O seminal poeta curitibano Paulo Leminski é autor, dentre outros, do livro Distraídos Venceremos. Tal título ou expressão singular me veio à memória ao refletir sobre o volume que o leitor agora tem em mãos: Foi sem perceber ou dar-me conta, assim, distraidamente, que cheguei a este meu décimo livro de poesias. A surpresa deve-se ao fato de que sempre consegui maior prazer atuando como antologista e editor do trabalho alheio do que focalizando minha produção autoral, que correu como que por fora, nesses pouco mais de vinte anos de atividade literária.
Neste Cartas e Retornos, o leitor perceberá que busquei construir fundamentalmente um livro de adjetivações, frutos – ou sementes? – de uma poesia onírico-descritiva, arte/artesanato sequencial de definições poéticas sobre temas ou objetos variados, os “destinatários” aos quais as cartas fazem referência.

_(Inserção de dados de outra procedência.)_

//! CSV Data Loader Module
//! Reads the raw traffic-stop CSV into a Polars DataFrame.

use polars::prelude::*;
use std::path::Path;
use thiserror::Error;
use tracing::info;

#[derive(Error, Debug)]
pub enum LoaderError {
    #[error("Failed to load CSV: {0}")]
    CsvError(#[from] PolarsError),
}

/// Holds the raw CSV table. Every column is read as text so that type
/// coercion happens in one place, the cleaner.
pub struct DataLoader {
    df: Option<DataFrame>,
}

impl Default for DataLoader {
    fn default() -> Self {
        Self::new()
    }
}

impl DataLoader {
    pub fn new() -> Self {
        Self { df: None }
    }

    /// Load a CSV file using Polars.
    pub fn load_csv(&mut self, file_path: &Path) -> Result<&DataFrame, LoaderError> {
        // Schema inference over zero rows reads every column as String
        let df = LazyCsvReader::new(file_path)
            .with_has_header(true)
            .with_infer_schema_length(Some(0))
            .with_ignore_errors(true)
            .finish()?
            .collect()?;

        info!(
            path = %file_path.display(),
            rows = df.height(),
            columns = df.width(),
            "loaded raw CSV"
        );

        Ok(&*self.df.insert(df))
    }

    /// Get list of column names from loaded DataFrame.
    pub fn get_columns(&self) -> Vec<String> {
        self.df
            .as_ref()
            .map(|df| {
                df.get_column_names()
                    .iter()
                    .map(|s| s.to_string())
                    .collect()
            })
            .unwrap_or_default()
    }

    /// Get the number of rows in the DataFrame.
    pub fn get_row_count(&self) -> usize {
        self.df.as_ref().map(|df| df.height()).unwrap_or(0)
    }

    /// Get a reference to the loaded DataFrame.
    pub fn get_dataframe(&self) -> Option<&DataFrame> {
        self.df.as_ref()
    }
}

#[cfg(test)]
mod tests {
    use super::*;
    use std::io::Write;

    #[test]
    fn reads_every_column_as_text() {
        let mut file = tempfile::NamedTempFile::new().unwrap();
        writeln!(file, "stop_time,driver_age,is_arrested").unwrap();
        writeln!(file, "22:30,19,True").unwrap();
        writeln!(file, "08:00,,False").unwrap();

        let mut loader = DataLoader::new();
        let df = loader.load_csv(file.path()).unwrap();
        assert_eq!(df.height(), 2);
        for column in df.get_columns() {
            assert_eq!(column.dtype(), &DataType::String);
        }
        assert_eq!(loader.get_row_count(), 2);
        assert_eq!(
            loader.get_columns(),
            vec!["stop_time", "driver_age", "is_arrested"]
        );
    }

    #[test]
    fn missing_file_is_an_error() {
        let mut loader = DataLoader::new();
        let result = loader.load_csv(Path::new("/nonexistent/traffic_stops.csv"));
        assert!(matches!(result, Err(LoaderError::CsvError(_))));
        assert!(loader.get_dataframe().is_none());
    }
}
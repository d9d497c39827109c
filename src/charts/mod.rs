//! Charts module - Chart rendering

mod plotter;
mod renderer;

pub use plotter::{ChartData, ChartPlotter, PALETTE};
pub use renderer::{RenderError, StaticChartRenderer};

Nessa busca de comunicar a magnificação de cada destinatário, não apenas imagens, mas, fazendo jus à licença que pesa sobre os poetas, palavras precisaram ser criadas, seja em neologismo, seja numa das muitas outras formas de parto de palavras que nossa língua conhece e experimenta. Um experimentalismo não de sabor insosso como por vezes vemos sendo praticado mas, sim, uma prazerosa peregrinação em busca do surpreendente – amparada em palavras e expressões que o suportem.

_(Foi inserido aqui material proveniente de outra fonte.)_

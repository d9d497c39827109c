//! SecureCheck - Traffic-Stop Ledger
//!
//! Cleans a CSV of traffic stops, loads it into SQLite, and answers a fixed
//! set of analytical questions from the command line or a dashboard window.

pub mod charts;
pub mod config;
pub mod data;
pub mod db;
pub mod gui;
pub mod pipeline;
pub mod queries;
pub mod stats;

#[cfg(test)]
mod testutil;
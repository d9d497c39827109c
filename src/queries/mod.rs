//! Query layer - fixed analytics catalog, log search and result export

mod catalog;
mod result;
mod search;

pub use catalog::{AnalyticsQuery, ChartSpec, QueryParams};
pub use result::{Cell, ExportError, QueryResult};
pub use search::{search_logs, LATEST_LOGS_LIMIT};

Desde muito jovem tomei para mim uma assertiva do filósofo brasileiro Vilém Flusser: “A poesia aumenta o campo do pensável”. Deste esforço de expandir percepções, de aumentar as formas de bombear de um coração com o sangue dos signos, jamais pude me libertar, malgrado minhas humildes possibilidades criativas.
Às mais de cinquenta Cartas, diversas, como dito, em tema ou objeto, seguem-se alguns Retornos: Poemas de maior hermetismo, onde o jogo de luzes e sombras (chiaroscuro) ganha maiores ares. O livro se conclui com poemas outros, de variada temática e envergadura.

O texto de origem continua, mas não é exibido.